#LearnWithMe : $BTC Bounces Off Demand, But Why Is Everyone Watching $73K?

BTC just showed bullish momentum after testing the $73k-$74k demand zone. Price wicked down to $73,724 today and buyers stepped in, pushing us back to ∼$75k.
Let’s break down what’s happening:
1. What’s a demand zone?
A price area where buying interest previously overwhelmed selling. $73k-$74k acted as support twice this week. Traders watch it because “old support often becomes new support.”
2. Why is there “liquidity below $73k”?
Liquidity = resting orders. Below $73k sits:
Stop losses from traders who went long at $74k-$76k
Sell stop orders from breakdown traders waiting to short if $73k breaks
Exchange incentives: Price often “hunts” these areas to fill orders before reversing.

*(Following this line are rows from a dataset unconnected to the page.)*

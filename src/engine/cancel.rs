use std::sync::Arc;
use std::sync::atomic::{AtomicBool, Ordering};

/// Shared flag checked before every attempt and before every backoff sleep
///
/// Clones share the same flag. Cancellation is one-way.
#[derive(Debug, Clone, Default)]
pub struct CancellationToken {
    cancelled: Arc<AtomicBool>,
}

impl CancellationToken {
    pub fn new() -> Self {
        Self::default()
    }

    pub fn cancel(&self) {
        self.cancelled.store(true, Ordering::SeqCst);
    }

    pub fn is_cancelled(&self) -> bool {
        self.cancelled.load(Ordering::SeqCst)
    }
}

#[cfg(test)]
mod tests {
    use super::*;

    #[test]
    fn test_clones_share_state() {
        let token = CancellationToken::new();
        let clone = token.clone();
        assert!(!clone.is_cancelled());
        token.cancel();
        assert!(clone.is_cancelled());
        // idempotent
        clone.cancel();
        assert!(token.is_cancelled());
    }
}
//! Validated domain records and business-level error types.
//!
//! Everything in here is synchronous and persistence-free; the service
//! layer maps these records to and from storage.

pub mod author;
pub mod book;
pub mod country;
pub mod errors;
pub mod isbn;
pub mod language;
pub mod reading;
pub mod series;

pub use author::Author;
pub use book::Book;
pub use country::CountryCode;
pub use errors::DomainError;
pub use language::Language;
pub use reading::Reading;
pub use series::Series;

/// Trims `value` and rejects blank input with an `InvalidArgument`. A blank
/// string is a present value violating a rule; `MissingValue` is reserved
/// for genuinely absent input at the form layer.
fn trimmed_non_blank(field: &str, value: &str) -> Result<String, DomainError> {
    let trimmed = value.trim();
    if trimmed.is_empty() {
        return Err(DomainError::InvalidArgument(format!(
            "{} must not be blank",
            field
        )));
    }
    Ok(trimmed.to_owned())
}
/// Returns all series containing the given book.
pub async fn find_series_by_book(
    db: &DatabaseConnection,
    book_id: i32,
) -> Result<Vec<Series>, DomainError> {
    if BookEntity::find_by_id(book_id).one(db).await?.is_none() {
        return Err(DomainError::NotFound);
    }

    let series_ids: Vec<i32> = series_books::Entity::find()
        .filter(series_books::Column::BookId.eq(book_id))
        .all(db)
        .await?
        .into_iter()
        .map(|link| link.series_id)
        .collect();

    let models = SeriesEntity::find()
        .filter(crate::models::series::Column::Id.is_in(series_ids))
        .all(db)
        .await?;

    let mut result = Vec::with_capacity(models.len());
    for model in models {
        let books = book_ids_of_series(db, model.id).await?;
        result.push(model.into_domain(books)?);
    }
    Ok(result)
}

/// Counts all series.
pub async fn count_series(db: &DatabaseConnection) -> Result<u64, DomainError> {
    Ok(SeriesEntity::find().count(db).await?)
}

async fn link_authors<C: ConnectionTrait>(
    conn: &C,
    book_id: i32,
    authors: &BTreeSet<i32>,
) -> Result<(), DomainError> {
    for author_id in authors {
        book_authors::Entity::insert(book_authors::ActiveModel {
            book_id: Set(book_id),
            author_id: Set(*author_id),
        })
        .exec(conn)
        .await?;
    }
    Ok(())
}

async fn link_books<C: ConnectionTrait>(
    conn: &C,
    series_id: i32,
    books: &BTreeSet<i32>,
) -> Result<(), DomainError> {
    for book_id in books {
        series_books::Entity::insert(series_books::ActiveModel {
            series_id: Set(series_id),
            book_id: Set(*book_id),
        })
        .exec(conn)
        .await?;
    }
    Ok(())
}

pub(crate) async fn author_ids_of_book<C: ConnectionTrait>(
    conn: &C,
    book_id: i32,
) -> Result<BTreeSet<i32>, DomainError> {
    Ok(book_authors::Entity::find()
        .filter(book_authors::Column::BookId.eq(book_id))
        .all(conn)
        .await?
        .into_iter()
        .map(|link| link.author_id)
        .collect())
}
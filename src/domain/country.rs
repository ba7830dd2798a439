//! ISO 3166-1 alpha-2 country codes, used for author nationalities.

use std::fmt;

use once_cell::sync::Lazy;
use regex::Regex;
use serde::{Deserialize, Serialize};

use super::DomainError;

static ALPHA2: Lazy<Regex> = Lazy::new(|| Regex::new(r"^[A-Z]{2}$").unwrap());

/// A validated two-letter country code.
#[derive(Clone, Debug, PartialEq, Eq, Hash, Serialize, Deserialize)]
#[serde(transparent)]
pub struct CountryCode(String);

impl CountryCode {
    /// Parses a country code, accepting lowercase input and surrounding
    /// whitespace.
    pub fn parse(code: &str) -> Result<Self, DomainError> {
        let code = code.trim();
        if code.is_empty() {
            return Err(DomainError::MissingValue("nationality"));
        }
        let upper = code.to_ascii_uppercase();
        if !ALPHA2.is_match(&upper) {
            return Err(DomainError::InvalidArgument(format!(
                "'{}' is not a two-letter country code",
                code
            )));
        }
        Ok(CountryCode(upper))
    }

    pub fn as_str(&self) -> &str {
        &self.0
    }
}

impl fmt::Display for CountryCode {
    fn fmt(&self, f: &mut fmt::Formatter<'_>) -> fmt::Result {
        f.write_str(&self.0)
    }
}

3. Two educational scenarios to study:
Liquidity sweep + reclaim = bullish: Price dips to $72.5k-$72.8k, triggers those stops/sells, then quickly reclaims $73k. This is called a “stop hunt” or “fakeout.” It removes weak hands and often leads to stronger upside.
Breakdown + follow-through = bearish: Price loses $73k with high volume and fails to reclaim. That signals sellers are in control. Next liquidity pockets: $71.8k-$72k, then $70k.

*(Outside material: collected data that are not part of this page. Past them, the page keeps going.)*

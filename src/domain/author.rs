//! The `Author` entity.

use chrono::{Local, NaiveDate};
use serde::Serialize;

use super::{CountryCode, DomainError, trimmed_non_blank};

/// A person writing books. All fields are validated on construction and on
/// every setter call; an invalid value never replaces a valid one.
#[derive(Clone, Debug, PartialEq, Eq, Serialize)]
pub struct Author {
    id: i32,
    first_name: String,
    last_name: String,
    birth_date: Option<NaiveDate>,
    death_date: Option<NaiveDate>,
    nationality: CountryCode,
}

impl Author {
    /// Creates a new, not yet persisted author.
    pub fn new(
        first_name: &str,
        last_name: &str,
        birth_date: Option<NaiveDate>,
        death_date: Option<NaiveDate>,
        nationality: CountryCode,
    ) -> Result<Self, DomainError> {
        Self::restore(0, first_name, last_name, birth_date, death_date, nationality)
    }

    /// Rebuilds an author with a known id, re-running all field validation.
    pub(crate) fn restore(
        id: i32,
        first_name: &str,
        last_name: &str,
        birth_date: Option<NaiveDate>,
        death_date: Option<NaiveDate>,
        nationality: CountryCode,
    ) -> Result<Self, DomainError> {
        check_life_dates(birth_date, death_date)?;
        Ok(Author {
            id,
            first_name: trimmed_non_blank("first name", first_name)?,
            last_name: trimmed_non_blank("last name", last_name)?,
            birth_date,
            death_date,
            nationality,
        })
    }

    pub fn id(&self) -> i32 {
        self.id
    }

    pub fn first_name(&self) -> &str {
        &self.first_name
    }

    pub fn last_name(&self) -> &str {
        &self.last_name
    }

    pub fn birth_date(&self) -> Option<NaiveDate> {
        self.birth_date
    }

    pub fn death_date(&self) -> Option<NaiveDate> {
        self.death_date
    }

    pub fn nationality(&self) -> &CountryCode {
        &self.nationality
    }

    pub fn set_first_name(&mut self, first_name: &str) -> Result<(), DomainError> {
        self.first_name = trimmed_non_blank("first name", first_name)?;
        Ok(())
    }

    pub fn set_last_name(&mut self, last_name: &str) -> Result<(), DomainError> {
        self.last_name = trimmed_non_blank("last name", last_name)?;
        Ok(())
    }

    pub fn set_birth_date(&mut self, birth_date: Option<NaiveDate>) -> Result<(), DomainError> {
        check_life_dates(birth_date, self.death_date)?;
        self.birth_date = birth_date;
        Ok(())
    }

    pub fn set_death_date(&mut self, death_date: Option<NaiveDate>) -> Result<(), DomainError> {
        check_life_dates(self.birth_date, death_date)?;
        self.death_date = death_date;
        Ok(())
    }

    pub fn set_nationality(&mut self, nationality: CountryCode) {
        self.nationality = nationality;
    }
}

fn check_life_dates(
    birth_date: Option<NaiveDate>,
    death_date: Option<NaiveDate>,
) -> Result<(), DomainError> {
    let today = Local::now().date_naive();
    if let Some(birth) = birth_date
        && birth > today
    {
        return Err(DomainError::InvalidArgument(
            "Birth date must not be in the future".into(),
        ));
    }
    if let Some(death) = death_date
        && death > today
    {
        return Err(DomainError::InvalidArgument(
            "Death date must not be in the future".into(),
        ));
    }
    if let (Some(birth), Some(death)) = (birth_date, death_date)
        && birth > death
    {
        return Err(DomainError::InvalidArgument(
            "Birth date must not be after death date".into(),
        ));
    }
    Ok(())
}

#[cfg(test)]
mod tests {
    use super::*;

    fn date(s: &str) -> NaiveDate {
        NaiveDate::parse_from_str(s, "%Y-%m-%d").unwrap()
    }

    fn tolkien() -> Author {
        Author::new(
            "John",
            "Tolkien",
            Some(date("1892-01-03")),
            Some(date("1973-09-02")),
            CountryCode::parse("GB").unwrap(),
        )
        .unwrap()
    }

    #[test]
    fn new_trims_names() {
        let author = Author::new(
            "  Jordan ",
            " Robert ",
            None,
            None,
            CountryCode::parse("US").unwrap(),
        )
        .unwrap();
        assert_eq!(author.first_name(), "Jordan");
        assert_eq!(author.last_name(), "Robert");
        assert_eq!(author.birth_date(), None);
    }

    #[test]
    fn blank_names_rejected_and_state_unchanged() {
        let mut author = tolkien();
        for bad in ["", "   ", "\t"] {
            assert!(matches!(
                author.set_first_name(bad),
                Err(DomainError::InvalidArgument(_))
            ));
            assert!(matches!(
                author.set_last_name(bad),
                Err(DomainError::InvalidArgument(_))
            ));
        }
        assert_eq!(author.first_name(), "John");
        assert_eq!(author.last_name(), "Tolkien");
    }

    #[test]
    fn birth_after_death_rejected() {
        let result = Author::new(
            "John",
            "Tolkien",
            Some(date("1973-09-02")),
            Some(date("1892-01-03")),
            CountryCode::parse("GB").unwrap(),
        );
        assert!(matches!(result, Err(DomainError::InvalidArgument(_))));

        let mut author = tolkien();
        assert!(author.set_birth_date(Some(date("1980-01-01"))).is_err());
        assert_eq!(author.birth_date(), Some(date("1892-01-03")));
    }

    #[test]
    fn future_dates_rejected() {
        let future = Local::now().date_naive() + chrono::Duration::days(7);
        let mut author = tolkien();
        assert!(author.set_death_date(Some(future)).is_err());
        assert_eq!(author.death_date(), Some(date("1973-09-02")));
    }
}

4. How scalpers use this info (with risk management):
Scalping = short-term trades, small targets, tight risk.
If price holds above $74.7k: One strategy is to look for long entries on pullbacks to $74.2k-$74.5k, targeting prior highs at $75.5k/$76.2k. Invalidation/stop-loss could be placed below $73.9k.

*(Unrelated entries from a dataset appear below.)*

use std::collections::BTreeSet;

use axum::{
    Json,
    extract::{Path, State},
    http::StatusCode,
    response::IntoResponse,
};
use chrono::NaiveDate;
use serde::Deserialize;
use serde_json::json;

use crate::config::Config;
use crate::db::AppState;
use crate::domain::{DomainError, Language};
use crate::services::book_service;

use super::forms::parse_required_date;

/// Form payload for creating and updating books.
#[derive(Deserialize)]
pub struct BookPayload {
    title: String,
    #[serde(default)]
    authors: Vec<i32>,
    published: String,
    isbn: String,
    pages: i32,
    language: String,
}

impl BookPayload {
    fn parse(&self, config: &Config) -> Result<(NaiveDate, Language), DomainError> {
        let published = parse_required_date("published", &self.published)?;
        let language = Language::parse(&self.language)?;
        if !config.is_language_allowed(language) {
            return Err(DomainError::InvalidArgument(format!(
                "Language '{}' is not offered",
                language
            )));
        }
        Ok((published, language))
    }

    fn authors(&self) -> BTreeSet<i32> {
        self.authors.iter().copied().collect()
    }
}

/// Returns the configured language choices for form rendering.
pub async fn list_languages(State(state): State<AppState>) -> impl IntoResponse {
    (StatusCode::OK, Json(state.config.languages.clone()))
}

pub async fn list_books(State(state): State<AppState>) -> impl IntoResponse {
    match book_service::list_books(&state.conn).await {
        Ok(books) => (StatusCode::OK, Json(books)).into_response(),
        Err(e) => super::error_response(e),
    }
}

pub async fn create_book(
    State(state): State<AppState>,
    Json(payload): Json<BookPayload>,
) -> impl IntoResponse {
    let (published, language) = match payload.parse(&state.config) {
        Ok(parsed) => parsed,
        Err(e) => return super::error_response(e),
    };

    match book_service::create_book(
        &state.conn,
        &payload.title,
        payload.authors(),
        published,
        &payload.isbn,
        payload.pages,
        language,
    )
    .await
    {
        Ok(book) => (StatusCode::CREATED, Json(book)).into_response(),
        Err(e) => super::error_response(e),
    }
}

pub async fn get_book(State(state): State<AppState>, Path(id): Path<i32>) -> impl IntoResponse {
    match book_service::get_book(&state.conn, id).await {
        Ok(book) => (StatusCode::OK, Json(book)).into_response(),
        Err(e) => super::error_response(e),
    }
}

pub async fn update_book(
    State(state): State<AppState>,
    Path(id): Path<i32>,
    Json(payload): Json<BookPayload>,
) -> impl IntoResponse {
    let (published, language) = match payload.parse(&state.config) {
        Ok(parsed) => parsed,
        Err(e) => return super::error_response(e),
    };

    match book_service::update_book(
        &state.conn,
        id,
        &payload.title,
        payload.authors(),
        published,
        &payload.isbn,
        payload.pages,
        language,
    )
    .await
    {
        Ok(book) => (StatusCode::OK, Json(book)).into_response(),
        Err(e) => super::error_response(e),
    }
}

pub async fn delete_book(State(state): State<AppState>, Path(id): Path<i32>) -> impl IntoResponse {
    match book_service::delete_book(&state.conn, id).await {
        Ok(()) => (StatusCode::OK, Json(json!({ "message": "Book deleted" }))).into_response(),
        Err(e) => super::error_response(e),
    }
}

pub async fn list_books_by_author(
    State(state): State<AppState>,
    Path(id): Path<i32>,
) -> impl IntoResponse {
    match book_service::find_books_by_author(&state.conn, id).await {
        Ok(books) => (StatusCode::OK, Json(books)).into_response(),
        Err(e) => super::error_response(e),
    }
}
use std::collections::BTreeSet;

use axum::{
    Json,
    extract::{Path, State},
    http::StatusCode,
    response::IntoResponse,
};
use serde::Deserialize;
use serde_json::json;

use crate::db::AppState;
use crate::services::book_service;

/// Form payload for creating and updating series. An absent book list on
/// update leaves the membership untouched.
#[derive(Deserialize)]
pub struct SeriesPayload {
    title: String,
    #[serde(default)]
    books: Option<Vec<i32>>,
}

#[derive(Deserialize)]
pub struct AddBooksPayload {
    books: Vec<i32>,
}

fn to_set(books: &[i32]) -> BTreeSet<i32> {
    books.iter().copied().collect()
}

pub async fn list_series(State(state): State<AppState>) -> impl IntoResponse {
    match book_service::list_series(&state.conn).await {
        Ok(series) => (StatusCode::OK, Json(series)).into_response(),
        Err(e) => super::error_response(e),
    }
}

pub async fn create_series(
    State(state): State<AppState>,
    Json(payload): Json<SeriesPayload>,
) -> impl IntoResponse {
    let books = payload.books.as_deref().map(to_set).unwrap_or_default();
    match book_service::create_series(&state.conn, &payload.title, books).await {
        Ok(series) => (StatusCode::CREATED, Json(series)).into_response(),
        Err(e) => super::error_response(e),
    }
}

/// Returns the series with its books ordered by publication date and its
/// authors ordered by contribution count.
pub async fn get_series(State(state): State<AppState>, Path(id): Path<i32>) -> impl IntoResponse {
    match book_service::get_series_detail(&state.conn, id).await {
        Ok(detail) => (StatusCode::OK, Json(detail)).into_response(),
        Err(e) => super::error_response(e),
    }
}

pub async fn update_series(
    State(state): State<AppState>,
    Path(id): Path<i32>,
    Json(payload): Json<SeriesPayload>,
) -> impl IntoResponse {
    let books = payload.books.as_deref().map(to_set);
    match book_service::update_series(&state.conn, id, &payload.title, books).await {
        Ok(series) => (StatusCode::OK, Json(series)).into_response(),
        Err(e) => super::error_response(e),
    }
}

pub async fn delete_series(
    State(state): State<AppState>,
    Path(id): Path<i32>,
) -> impl IntoResponse {
    match book_service::delete_series(&state.conn, id).await {
        Ok(()) => (StatusCode::OK, Json(json!({ "message": "Series deleted" }))).into_response(),
        Err(e) => super::error_response(e),
    }
}

pub async fn add_books(
    State(state): State<AppState>,
    Path(id): Path<i32>,
    Json(payload): Json<AddBooksPayload>,
) -> impl IntoResponse {
    match book_service::add_books_to_series(&state.conn, to_set(&payload.books), id).await {
        Ok((series, changed)) => (
            StatusCode::OK,
            Json(json!({ "series": series, "changed": changed })),
        )
            .into_response(),
        Err(e) => super::error_response(e),
    }
}

pub async fn list_series_by_book(
    State(state): State<AppState>,
    Path(id): Path<i32>,
) -> impl IntoResponse {
    match book_service::find_series_by_book(&state.conn, id).await {
        Ok(series) => (StatusCode::OK, Json(series)).into_response(),
        Err(e) => super::error_response(e),
    }
}
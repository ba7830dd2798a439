pub mod author;
pub mod books;
pub mod forms;
pub mod health;
pub mod reading;
pub mod series;
pub mod stats;

use axum::{
    Json, Router,
    http::StatusCode,
    response::{IntoResponse, Response},
    routing::get,
};
use serde_json::json;

use crate::db::AppState;
use crate::domain::DomainError;

pub fn api_router(state: AppState) -> Router {
    Router::new()
        // Health & dashboard
        .route("/health", get(health::health_check))
        .route("/stats", get(stats::get_stats))
        .route("/languages", get(books::list_languages))
        // Authors
        .route(
            "/authors",
            get(author::list_authors).post(author::create_author),
        )
        .route(
            "/authors/:id",
            get(author::get_author)
                .put(author::update_author)
                .delete(author::delete_author),
        )
        .route("/authors/:id/books", get(books::list_books_by_author))
        // Books
        .route("/books", get(books::list_books).post(books::create_book))
        .route(
            "/books/:id",
            get(books::get_book)
                .put(books::update_book)
                .delete(books::delete_book),
        )
        .route("/books/:id/series", get(series::list_series_by_book))
        .route("/books/:id/readings", get(reading::list_readings_by_book))
        // Series
        .route(
            "/series",
            get(series::list_series).post(series::create_series),
        )
        .route(
            "/series/:id",
            get(series::get_series)
                .put(series::update_series)
                .delete(series::delete_series),
        )
        .route("/series/:id/books", axum::routing::post(series::add_books))
        // Readings
        .route(
            "/readings",
            get(reading::list_readings).post(reading::create_reading),
        )
        .route(
            "/readings/:id",
            get(reading::get_reading)
                .put(reading::update_reading)
                .delete(reading::delete_reading),
        )
        .with_state(state)
}

/// Maps a domain failure onto an HTTP response.
pub(crate) fn error_response(err: DomainError) -> Response {
    let status = match &err {
        DomainError::NotFound => StatusCode::NOT_FOUND,
        DomainError::MissingValue(_) | DomainError::InvalidArgument(_) => StatusCode::BAD_REQUEST,
        DomainError::Database(_) => StatusCode::INTERNAL_SERVER_ERROR,
    };
    if status == StatusCode::INTERNAL_SERVER_ERROR {
        tracing::error!("{}", err);
    }
    (status, Json(json!({ "error": err.to_string() }))).into_response()
}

If price sweeps below $73k: Patient traders often wait for price to reclaim $73k-$73.2k on a lower timeframe before considering longs. Stop-loss would go below the sweep low.
Key rule: Invalidation matters. If price bases below $72.5k, the bullish idea is wrong. No trade or consider the short side.
5. Bigger context:
BTC is still sensitive to macro/geopolitical headlines right now. News can cause fast wicks into liquidity zones. That’s why position sizing and predefined risk are critical.